* Work item *
Type each record below again, with the same words.

[Stored data]
-*-

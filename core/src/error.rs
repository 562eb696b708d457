use crate::graph::Vertex;
use thiserror::Error;

/// Errors raised by the adjacency-list store and its file formats.
#[derive(Debug, Error)]
pub enum GraphError {
    #[error("Vertex {vertex} is out of range for a graph with {count} vertices")]
    VertexOutOfRange { vertex: Vertex, count: usize },

    #[error("Malformed graph file at line {line}: {reason}")]
    Parse { line: usize, reason: String },

    #[error(transparent)]
    Io(#[from] std::io::Error),
}

/// Errors raised when a survey is asked to run against a graph it was not
/// sized for.
#[derive(Debug, Error, Clone, PartialEq, Eq)]
pub enum SurveyError {
    /// The graph changed vertex count since the last reset.
    #[error("Survey holds {survey} vertices but the graph has {graph}; reset the survey first")]
    StaleSurvey { survey: usize, graph: usize },

    #[error("Vertex {vertex} is out of range for a survey over {count} vertices")]
    VertexOutOfRange { vertex: Vertex, count: usize },
}

#[derive(Debug, Error)]
pub enum LoadError {
    #[error("Could not read database: {0}")]
    Io(#[from] std::io::Error),

    #[error(transparent)]
    Graph(#[from] GraphError),
}

/// Outcomes of the degrees-of-separation queries that are not a distance.
///
/// Each variant maps onto the numeric codes of the classic game through
/// [`MatchError::code`].
#[derive(Debug, Error)]
pub enum MatchError {
    #[error("{0} is not in the database")]
    NotInDatabase(String),

    #[error("{0} is a movie")]
    IsMovie(String),

    #[error("{0} cannot be reached from the base actor")]
    Unreachable(String),

    #[error("No base actor has been chosen")]
    NoBaseActor,

    #[error(transparent)]
    Load(#[from] LoadError),

    #[error(transparent)]
    Survey(#[from] SurveyError),
}

impl MatchError {
    pub const NOT_IN_DATABASE: i64 = -3;
    pub const UNREACHABLE: i64 = -2;
    pub const IS_MOVIE: i64 = -1;

    /// Numeric outcome reported by `movie_distance`.
    pub fn code(&self) -> i64 {
        match self {
            MatchError::NotInDatabase(_) => Self::NOT_IN_DATABASE,
            MatchError::IsMovie(_) => Self::IS_MOVIE,
            MatchError::Unreachable(_) | MatchError::NoBaseActor => Self::UNREACHABLE,
            MatchError::Load(_) | MatchError::Survey(_) => Self::UNREACHABLE,
        }
    }
}
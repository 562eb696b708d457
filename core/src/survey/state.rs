use super::Color;
use crate::error::SurveyError;
use crate::graph::{Graph, Vertex};
use std::iter::Chain;
use std::ops::Range;

/// Per-vertex bookkeeping common to both survey strategies.
#[derive(Debug, Clone)]
pub(super) struct SurveyState {
    pub start: Vertex,
    time: usize,
    pub colors: Vec<Color>,
    pub discovery: Vec<Option<usize>>,
    pub parents: Vec<Option<Vertex>>,
}

impl SurveyState {
    pub fn new(vertex_count: usize, start: Vertex) -> Self {
        Self {
            start,
            time: 0,
            colors: vec![Color::White; vertex_count],
            discovery: vec![None; vertex_count],
            parents: vec![None; vertex_count],
        }
    }

    /// Returns true when the arrays had to be resized.
    pub fn reset(&mut self, vertex_count: usize) -> bool {
        self.time = 0;
        if self.colors.len() != vertex_count {
            self.colors = vec![Color::White; vertex_count];
            self.discovery = vec![None; vertex_count];
            self.parents = vec![None; vertex_count];
            return true;
        }

        self.colors.fill(Color::White);
        self.discovery.fill(None);
        self.parents.fill(None);
        false
    }

    pub fn check(&self, graph: &Graph, root: Vertex) -> Result<(), SurveyError> {
        if self.colors.len() != graph.vertex_count() {
            return Err(SurveyError::StaleSurvey {
                survey: self.colors.len(),
                graph: graph.vertex_count(),
            });
        }
        if root >= self.colors.len() {
            return Err(SurveyError::VertexOutOfRange {
                vertex: root,
                count: self.colors.len(),
            });
        }
        Ok(())
    }

    pub fn is_white(&self, vertex: Vertex) -> bool {
        self.colors[vertex] == Color::White
    }

    pub fn discover(&mut self, vertex: Vertex, parent: Option<Vertex>) {
        self.discovery[vertex] = Some(self.tick());
        self.parents[vertex] = parent;
        self.colors[vertex] = Color::Grey;
    }

    pub fn finish(&mut self, vertex: Vertex) {
        self.colors[vertex] = Color::Black;
    }

    pub fn tick(&mut self) -> usize {
        let now = self.time;
        self.time += 1;
        now
    }

    /// Roots for a full survey: `start..n` followed by `0..start`.
    pub fn root_order(&self) -> Chain<Range<Vertex>, Range<Vertex>> {
        let vertex_count = self.colors.len();
        let start = self.start.min(vertex_count);
        (start..vertex_count).chain(0..start)
    }
}
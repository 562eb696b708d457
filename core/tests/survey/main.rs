
mod breadth_first;
mod report;
use moviematch_core::graph_util::{asymmetric_edges, out_degree_distribution, topological_sort};
use moviematch_core::survey::report::{
    discovery_order, finishing_order, format_bfs_table, format_dfs_table, format_level_order,
    join_vertices, level_order,
};
use moviematch_core::{
    BreadthFirstSurvey, DepthFirstSurvey, Graph, Survey, SurveyAlgorithm, SurveyError, Vertex,
};
use std::fmt::Write as _;

/// Surveys `graph` and renders the orderings followed by the survey data
/// table. A single survey covers only the component of `start`.
pub fn format_survey(
    graph: &Graph,
    algorithm: SurveyAlgorithm,
    single: bool,
    start: Vertex,
) -> Result<String, SurveyError> {
    let mut output = String::new();
    match algorithm {
        SurveyAlgorithm::Bfs => {
            let mut survey = BreadthFirstSurvey::with_start(graph, start);
            run(&mut survey, graph, single, start)?;
            let _ = writeln!(output, "level order: {}", format_level_order(&level_order(&survey)));
            let _ = writeln!(output, "discovery order: {}", join_vertices(&discovery_order(&survey)));
            output.push_str(&format_bfs_table(&survey));
        }
        SurveyAlgorithm::Dfs => {
            let mut survey = DepthFirstSurvey::with_start(graph, start);
            run(&mut survey, graph, single, start)?;
            let _ = writeln!(output, "preorder: {}", join_vertices(&discovery_order(&survey)));
            let _ = writeln!(output, "postorder: {}", join_vertices(&finishing_order(&survey)));
            output.push_str(&format_dfs_table(&survey));
        }
    }
    Ok(output)
}

fn run<S: Survey>(survey: &mut S, graph: &Graph, single: bool, start: Vertex) -> Result<(), SurveyError> {
    if single {
        survey.reset(graph);
        survey.search_from(graph, start)
    } else {
        survey.search_all(graph)
    }
}

pub fn format_graph_info(graph: &Graph) -> String {
    let mut output = String::new();
    let kind = if graph.is_directed() { "directed" } else { "undirected" };
    let _ = writeln!(output, "{} graph", kind);
    let _ = writeln!(output, "  vertices: {}", graph.vertex_count());
    let _ = writeln!(output, "  edges:    {}", graph.edge_count());

    let asymmetric = asymmetric_edges(graph);
    if asymmetric.is_empty() {
        let _ = writeln!(output, "  symmetric: yes");
    } else {
        let _ = writeln!(output, "  symmetric: no ({} one-way edges)", asymmetric.len());
    }

    if graph.is_directed() {
        let (order, is_acyclic) = topological_sort(graph);
        if is_acyclic {
            let _ = writeln!(output, "  topological order: {}", join_vertices(&order));
        } else {
            let _ = writeln!(
                output,
                "  acyclic: no (partial order: {})",
                join_vertices(&order)
            );
        }
    }

    let _ = writeln!(output, "  out-degree distribution:");
    for (degree, count) in out_degree_distribution(graph).into_iter().enumerate() {
        if count > 0 {
            let _ = writeln!(output, "    {:>4}: {}", degree, count);
        }
    }
    output
}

-*-

* Response to the exercise *
filename core/src/error.rs
repository 562eb696b708d457
use crate::graph::Vertex;
use thiserror::Error;

/// Errors raised by the adjacency-list store and its file formats.
#[derive(Debug, Error)]
pub enum GraphError {
    #[error("Vertex {vertex} is out of range for a graph with {count} vertices")]
    VertexOutOfRange { vertex: Vertex, count: usize },

    #[error("Malformed graph file at line {line}: {reason}")]
    Parse { line: usize, reason: String },

    #[error(transparent)]
    Io(#[from] std::io::Error),
}

/// Errors raised when a survey is asked to run against a graph it was not
/// sized for.
#[derive(Debug, Error, Clone, PartialEq, Eq)]
pub enum SurveyError {
    /// The graph changed vertex count since the last reset.
    #[error("Survey holds {survey} vertices but the graph has {graph}; reset the survey first")]
    StaleSurvey { survey: usize, graph: usize },

    #[error("Vertex {vertex} is out of range for a survey over {count} vertices")]
    VertexOutOfRange { vertex: Vertex, count: usize },
}

#[derive(Debug, Error)]
pub enum LoadError {
    #[error("Could not read database: {0}")]
    Io(#[from] std::io::Error),

    #[error(transparent)]
    Graph(#[from] GraphError),
}

/// Outcomes of the degrees-of-separation queries that are not a distance.
///
/// Each variant maps onto the numeric codes of the classic game through
/// [`MatchError::code`].
#[derive(Debug, Error)]
pub enum MatchError {
    #[error("{0} is not in the database")]
    NotInDatabase(String),

    #[error("{0} is a movie")]
    IsMovie(String),

    #[error("{0} cannot be reached from the base actor")]
    Unreachable(String),

    #[error("No base actor has been chosen")]
    NoBaseActor,

    #[error(transparent)]
    Load(#[from] LoadError),

    #[error(transparent)]
    Survey(#[from] SurveyError),
}

impl MatchError {
    pub const NOT_IN_DATABASE: i64 = -3;
    pub const UNREACHABLE: i64 = -2;
    pub const IS_MOVIE: i64 = -1;

    /// Numeric outcome reported by `movie_distance`.
    pub fn code(&self) -> i64 {
        match self {
            MatchError::NotInDatabase(_) => Self::NOT_IN_DATABASE,
            MatchError::IsMovie(_) => Self::IS_MOVIE,
            MatchError::Unreachable(_) | MatchError::NoBaseActor => Self::UNREACHABLE,
            MatchError::Load(_) | MatchError::Survey(_) => Self::UNREACHABLE,
        }
    }
}
repository 562eb696b708d457
filename core/src/survey/state.rs
use super::Color;
use crate::error::SurveyError;
use crate::graph::{Graph, Vertex};
use std::iter::Chain;
use std::ops::Range;

/// Per-vertex bookkeeping common to both survey strategies.
#[derive(Debug, Clone)]
pub(super) struct SurveyState {
    pub start: Vertex,
    time: usize,
    pub colors: Vec<Color>,
    pub discovery: Vec<Option<usize>>,
    pub parents: Vec<Option<Vertex>>,
}

impl SurveyState {
    pub fn new(vertex_count: usize, start: Vertex) -> Self {
        Self {
            start,
            time: 0,
            colors: vec![Color::White; vertex_count],
            discovery: vec![None; vertex_count],
            parents: vec![None; vertex_count],
        }
    }

    /// Returns true when the arrays had to be resized.
    pub fn reset(&mut self, vertex_count: usize) -> bool {
        self.time = 0;
        if self.colors.len() != vertex_count {
            self.colors = vec![Color::White; vertex_count];
            self.discovery = vec![None; vertex_count];
            self.parents = vec![None; vertex_count];
            return true;
        }

        self.colors.fill(Color::White);
        self.discovery.fill(None);
        self.parents.fill(None);
        false
    }

    pub fn check(&self, graph: &Graph, root: Vertex) -> Result<(), SurveyError> {
        if self.colors.len() != graph.vertex_count() {
            return Err(SurveyError::StaleSurvey {
                survey: self.colors.len(),
                graph: graph.vertex_count(),
            });
        }
        if root >= self.colors.len() {
            return Err(SurveyError::VertexOutOfRange {
                vertex: root,
                count: self.colors.len(),
            });
        }
        Ok(())
    }

    pub fn is_white(&self, vertex: Vertex) -> bool {
        self.colors[vertex] == Color::White
    }

    pub fn discover(&mut self, vertex: Vertex, parent: Option<Vertex>) {
        self.discovery[vertex] = Some(self.tick());
        self.parents[vertex] = parent;
        self.colors[vertex] = Color::Grey;
    }

    pub fn finish(&mut self, vertex: Vertex) {
        self.colors[vertex] = Color::Black;
    }

    pub fn tick(&mut self) -> usize {
        let now = self.time;
        self.time += 1;
        now
    }

    /// Roots for a full survey: `start..n` followed by `0..start`.
    pub fn root_order(&self) -> Chain<Range<Vertex>, Range<Vertex>> {
        let vertex_count = self.colors.len();
        let start = self.start.min(vertex_count);
        (start..vertex_count).chain(0..start)
    }
}
repository 562eb696b708d457
filename core/tests/survey/main.rs

mod breadth_first;
mod report;
use moviematch_core::graph_util::{asymmetric_edges, out_degree_distribution, topological_sort};
use moviematch_core::survey::report::{
    discovery_order, finishing_order, format_bfs_table, format_dfs_table, format_level_order,
    join_vertices, level_order,
};
use moviematch_core::{
    BreadthFirstSurvey, DepthFirstSurvey, Graph, Survey, SurveyAlgorithm, SurveyError, Vertex,
};
use std::fmt::Write as _;

/// Surveys `graph` and renders the orderings followed by the survey data
/// table. A single survey covers only the component of `start`.
pub fn format_survey(
    graph: &Graph,
    algorithm: SurveyAlgorithm,
    single: bool,
    start: Vertex,
) -> Result<String, SurveyError> {
    let mut output = String::new();
    match algorithm {
        SurveyAlgorithm::Bfs => {
            let mut survey = BreadthFirstSurvey::with_start(graph, start);
            run(&mut survey, graph, single, start)?;
            let _ = writeln!(output, "level order: {}", format_level_order(&level_order(&survey)));
            let _ = writeln!(output, "discovery order: {}", join_vertices(&discovery_order(&survey)));
            output.push_str(&format_bfs_table(&survey));
        }
        SurveyAlgorithm::Dfs => {
            let mut survey = DepthFirstSurvey::with_start(graph, start);
            run(&mut survey, graph, single, start)?;
            let _ = writeln!(output, "preorder: {}", join_vertices(&discovery_order(&survey)));
            let _ = writeln!(output, "postorder: {}", join_vertices(&finishing_order(&survey)));
            output.push_str(&format_dfs_table(&survey));
        }
    }
    Ok(output)
}

fn run<S: Survey>(survey: &mut S, graph: &Graph, single: bool, start: Vertex) -> Result<(), SurveyError> {
    if single {
        survey.reset(graph);
        survey.search_from(graph, start)
    } else {
        survey.search_all(graph)
    }
}

pub fn format_graph_info(graph: &Graph) -> String {
    let mut output = String::new();
    let kind = if graph.is_directed() { "directed" } else { "undirected" };
    let _ = writeln!(output, "{} graph", kind);
    let _ = writeln!(output, "  vertices: {}", graph.vertex_count());
    let _ = writeln!(output, "  edges:    {}", graph.edge_count());

    let asymmetric = asymmetric_edges(graph);
    if asymmetric.is_empty() {
        let _ = writeln!(output, "  symmetric: yes");
    } else {
        let _ = writeln!(output, "  symmetric: no ({} one-way edges)", asymmetric.len());
    }

    if graph.is_directed() {
        let (order, is_acyclic) = topological_sort(graph);
        if is_acyclic {
            let _ = writeln!(output, "  topological order: {}", join_vertices(&order));
        } else {
            let _ = writeln!(
                output,
                "  acyclic: no (partial order: {})",
                join_vertices(&order)
            );
        }
    }

    let _ = writeln!(output, "  out-degree distribution:");
    for (degree, count) in out_degree_distribution(graph).into_iter().enumerate() {
        if count > 0 {
            let _ = writeln!(output, "    {:>4}: {}", degree, count);
        }
    }
    output
}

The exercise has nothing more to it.